Exercise directions
In the records below, begin at the line that has "pub fn spawn(self, shutdown: CancellationToken)" and stop after the line that has "metrics::record_worker_backend_error();"; quote those lines verbatim and nothing more.

Supplied data
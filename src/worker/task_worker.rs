//! The per-worker processing loop.
//!
//! Each iteration dequeues at most one task, claims it, races the work unit
//! against the task timeout, records the terminal status and hands the
//! record to the webhook notifier. The timer is authoritative: when it fires
//! the work unit future is dropped and its eventual result is never seen.

use super::work_unit::{TaskContext, WorkOutcome, WorkUnitRegistry};
use crate::config::WorkerSettings;
use crate::error::{TaskError, TaskResult};
use crate::history::HistoryStore;
use crate::job_queue::{QueueEntry, TaskQueue};
use crate::server::metrics;
use crate::task_store::{Completion, TaskRecord, TaskStatus, TaskStore};
use crate::webhook::WebhookNotifier;
use chrono::Utc;
use std::sync::Arc;
use std::time::Instant;
use tokio::task::JoinHandle;
use tokio_util::sync::CancellationToken;
use tracing::{debug, error, info, warn};

/// Shared collaborators of every worker in a pool.
pub struct WorkerDeps {
    pub queue: Arc<TaskQueue>,
    pub task_store: Arc<dyn TaskStore>,
    pub history: Arc<dyn HistoryStore>,
    pub registry: Arc<WorkUnitRegistry>,
    pub notifier: WebhookNotifier,
}

/// Result of one loop iteration that dequeued something.
#[derive(Debug, Clone, PartialEq)]
pub enum Iteration {
    /// The task reached a terminal status.
    Finished { task_id: String, status: TaskStatus },
    /// The entry had no usable pending record and was discarded.
    Dropped { task_id: String },
    /// The worker was stopped mid-execution. The record is left as it was.
    Interrupted { task_id: String },
}

pub struct TaskWorker {
    id: String,
    deps: Arc<WorkerDeps>,
    settings: WorkerSettings,
}

impl TaskWorker {
    pub fn new(id: impl Into<String>, deps: Arc<WorkerDeps>, settings: WorkerSettings) -> Self {
        TaskWorker {
            id: id.into(),
            deps,
            settings,
        }
    }

    pub fn id(&self) -> &str {
        &self.id
    }

    pub fn spawn(self, shutdown: CancellationToken) -> JoinHandle<()> {
        tokio::spawn(async move { self.run(shutdown).await })
    }

    /// Runs until `shutdown` is cancelled. Never returns early on errors.
    pub async fn run(&self, shutdown: CancellationToken) {
        info!(
            worker_id = %self.id,
            "Worker starting (idle_poll={}ms, task_timeout={}s)",
            self.settings.idle_poll_ms,
            self.settings.task_timeout_sec
        );

        loop {
            if shutdown.is_cancelled() {
                break;
            }

            let pause = match self.run_once(&shutdown).await {
                Ok(Some(Iteration::Interrupted { .. })) => break,
                Ok(Some(_)) => None,
                Ok(None) => Some(self.settings.idle_poll()),
                Err(e) => {
                    error!(worker_id = %self.id, "Worker iteration failed: {}", e);
                    metrics::record_worker_backend_error();
                    Some(self.settings.backend_retry())
                }
            };

            if let Some(pause) = pause {
                tokio::select! {
                    _ = tokio::time::sleep(pause) => {}
                    _ = shutdown.cancelled() => break,
                }
            }
        }

        info!(worker_id = %self.id, "Worker stopped");
    }

    /// Processes at most one queued task. `Ok(None)` means the queue was empty.
    pub async fn run_once(&self, shutdown: &CancellationToken) -> TaskResult<Option<Iteration>> {
        let Some(entry) = self.deps.queue.dequeue()? else {
            return Ok(None);
        };
        self.process(entry, shutdown).await.map(Some)
    }

    async fn process(&self, entry: QueueEntry, shutdown: &CancellationToken) -> TaskResult<Iteration> {
        let task_id = entry.job_id;
        let store = &self.deps.task_store;

        let Some(record) = store.get(&task_id).map_err(TaskError::backend)? else {
            warn!(worker_id = %self.id, task_id = %task_id, "Dequeued task has no record, dropping");
            return Ok(Iteration::Dropped { task_id });
        };
        if record.status != TaskStatus::Pending {
            warn!(
                worker_id = %self.id,
                task_id = %task_id,
                "Dequeued task is {}, not pending, dropping",
                record.status
            );
            return Ok(Iteration::Dropped { task_id });
        }
        if record.task_type != entry.command_id {
            debug!(
                task_id = %task_id,
                "Queue entry command {} differs from record type {}, using the record",
                entry.command_id,
                record.task_type
            );
        }

        if entry.payload != record.params {
            warn!(
                worker_id = %self.id,
                task_id = %task_id,
                "Queue entry payload differs from the stored params, running the payload"
            );
        }

        if !store
            .claim(&task_id, &self.id, Utc::now())
            .map_err(TaskError::backend)?
        {
            return self.resolve_unclaimable(&record).await;
        }
        let _running = metrics::track_running_task();
        info!(worker_id = %self.id, task_id = %task_id, task_type = %record.task_type, "Task claimed");

        let started = Instant::now();
        let completion = match self.execute(&record, entry.payload, shutdown).await {
            Some(completion) => completion,
            None => {
                info!(
                    worker_id = %self.id,
                    task_id = %task_id,
                    "Worker stopping, leaving running task for the lease reaper"
                );
                return Ok(Iteration::Interrupted { task_id });
            }
        };

        let status = completion.status;
        let recorded = store
            .finish(&task_id, &completion, Utc::now())
            .map_err(TaskError::backend)?;
        metrics::record_task_finished(&record.task_type, status, Some(started.elapsed()));
        if !recorded {
            warn!(
                worker_id = %self.id,
                task_id = %task_id,
                "Task was finalized elsewhere before {} could be recorded",
                status
            );
        }

        let final_record = store.get(&task_id).map_err(TaskError::backend)?;
        let final_status = final_record.as_ref().map(|r| r.status).unwrap_or(status);
        if recorded {
            if let Some(record) = &final_record {
                self.deps.notifier.notify(record);
            }
        }
        info!(
            worker_id = %self.id,
            task_id = %task_id,
            "Task finished with status {} after {:?}",
            final_status,
            started.elapsed()
        );
        Ok(Iteration::Finished {
            task_id,
            status: final_status,
        })
    }

    /// The conditional claim was refused. Cancels the task if that was
    /// because cancellation had been requested.
    async fn resolve_unclaimable(&self, record: &TaskRecord) -> TaskResult<Iteration> {
        let store = &self.deps.task_store;
        let task_id = record.task_id.clone();

        let requested = store
            .is_cancellation_requested(&task_id)
            .map_err(TaskError::backend)?;
        if requested && store.cancel_pending(&task_id, Utc::now()).map_err(TaskError::backend)? {
            info!(worker_id = %self.id, task_id = %task_id, "Task cancelled before it started");
            metrics::record_task_finished(&record.task_type, TaskStatus::Cancelled, None);
            if let Some(cancelled) = store.get(&task_id).map_err(TaskError::backend)? {
                self.deps.notifier.notify(&cancelled);
            }
            return Ok(Iteration::Finished {
                task_id,
                status: TaskStatus::Cancelled,
            });
        }

        warn!(worker_id = %self.id, task_id = %task_id, "Task could not be claimed, dropping");
        Ok(Iteration::Dropped { task_id })
    }

    /// Runs the work unit under the task timeout while renewing the lease.
    /// Returns None if the worker was stopped first.
    async fn execute(
        &self,
        record: &TaskRecord,
        params: serde_json::Value,
        shutdown: &CancellationToken,
    ) -> Option<Completion> {
        let Some(unit) = self.deps.registry.get(&record.task_type).cloned() else {
            warn!(task_id = %record.task_id, "No work unit registered for {}", record.task_type);
            return Some(Completion::failed(format!(
                "no work unit registered for task type '{}'",
                record.task_type
            )));
        };

        let ctx = TaskContext::new(
            record.task_id.clone(),
            record.owner_id.clone(),
            self.deps.task_store.clone(),
            self.deps.history.clone(),
            shutdown.clone(),
        );
        let timeout = self.settings.task_timeout();
        let execution = tokio::time::timeout(timeout, unit.execute(&ctx, params));
        tokio::pin!(execution);

        let interval = self.settings.heartbeat_interval();
        let mut heartbeat = tokio::time::interval_at(tokio::time::Instant::now() + interval, interval);

        let result = loop {
            tokio::select! {
                biased;
                _ = shutdown.cancelled() => return None,
                result = &mut execution => break result,
                _ = heartbeat.tick() => {
                    if let Err(e) = self.deps.task_store.heartbeat(&record.task_id, &self.id, Utc::now()) {
                        warn!(task_id = %record.task_id, "Failed to renew lease: {:#}", e);
                    }
                }
            }
        };

        Some(match result {
            Err(_elapsed) => {
                warn!(task_id = %record.task_id, "Task exceeded its {:?} budget", timeout);
                Completion::timed_out(self.settings.task_timeout_sec)
            }
            Ok(WorkOutcome::Completed(value)) => Completion::completed(value),
            Ok(WorkOutcome::Failed(reason)) => Completion::failed(reason),
            Ok(WorkOutcome::TimedOut) => Completion::timed_out(self.settings.task_timeout_sec),
            Ok(WorkOutcome::Cancelled) => Completion::cancelled(),
        })
    }
}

Response to this task
    pub fn spawn(self, shutdown: CancellationToken) -> JoinHandle<()> {
        tokio::spawn(async move { self.run(shutdown).await })
    }

    /// Runs until `shutdown` is cancelled. Never returns early on errors.
    pub async fn run(&self, shutdown: CancellationToken) {
        info!(
            worker_id = %self.id,
            "Worker starting (idle_poll={}ms, task_timeout={}s)",
            self.settings.idle_poll_ms,
            self.settings.task_timeout_sec
        );

        loop {
            if shutdown.is_cancelled() {
                break;
            }

            let pause = match self.run_once(&shutdown).await {
                Ok(Some(Iteration::Interrupted { .. })) => break,
                Ok(Some(_)) => None,
                Ok(None) => Some(self.settings.idle_poll()),
                Err(e) => {
                    error!(worker_id = %self.id, "Worker iteration failed: {}", e);
                    metrics::record_worker_backend_error();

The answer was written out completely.